ACTIVITY: Read through the listing below and copy each line in which the word "Json" occurs.

DATASET RECORDS:

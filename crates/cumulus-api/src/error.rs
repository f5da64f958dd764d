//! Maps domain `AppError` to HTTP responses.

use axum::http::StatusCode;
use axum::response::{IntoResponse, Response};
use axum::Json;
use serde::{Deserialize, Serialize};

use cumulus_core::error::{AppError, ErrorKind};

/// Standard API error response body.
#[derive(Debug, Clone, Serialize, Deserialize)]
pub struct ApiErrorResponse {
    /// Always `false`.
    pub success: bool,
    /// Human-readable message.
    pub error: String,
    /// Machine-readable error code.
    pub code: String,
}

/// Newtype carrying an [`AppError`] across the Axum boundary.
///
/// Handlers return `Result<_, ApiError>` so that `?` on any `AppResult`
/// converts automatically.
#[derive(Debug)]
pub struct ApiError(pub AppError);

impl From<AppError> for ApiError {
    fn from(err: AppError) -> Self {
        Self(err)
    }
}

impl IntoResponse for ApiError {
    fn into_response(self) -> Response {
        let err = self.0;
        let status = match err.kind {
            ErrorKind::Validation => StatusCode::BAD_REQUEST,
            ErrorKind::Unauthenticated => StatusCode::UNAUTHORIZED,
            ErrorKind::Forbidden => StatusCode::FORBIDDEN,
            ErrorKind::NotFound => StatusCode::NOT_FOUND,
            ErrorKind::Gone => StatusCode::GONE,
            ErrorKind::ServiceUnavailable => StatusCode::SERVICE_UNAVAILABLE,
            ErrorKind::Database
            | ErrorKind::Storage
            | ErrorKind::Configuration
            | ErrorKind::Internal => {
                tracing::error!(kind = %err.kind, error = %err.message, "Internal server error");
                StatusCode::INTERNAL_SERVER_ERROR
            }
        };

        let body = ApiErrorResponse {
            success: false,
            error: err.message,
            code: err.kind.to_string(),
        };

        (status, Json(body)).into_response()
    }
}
...
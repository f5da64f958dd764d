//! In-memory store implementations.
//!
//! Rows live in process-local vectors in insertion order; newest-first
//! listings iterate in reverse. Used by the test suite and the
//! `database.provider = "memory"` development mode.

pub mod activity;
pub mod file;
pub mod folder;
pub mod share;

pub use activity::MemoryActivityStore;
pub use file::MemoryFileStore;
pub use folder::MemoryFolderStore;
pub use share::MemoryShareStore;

RESULT OF THE EXERCISE:
use axum::Json;
        (status, Json(body)).into_response()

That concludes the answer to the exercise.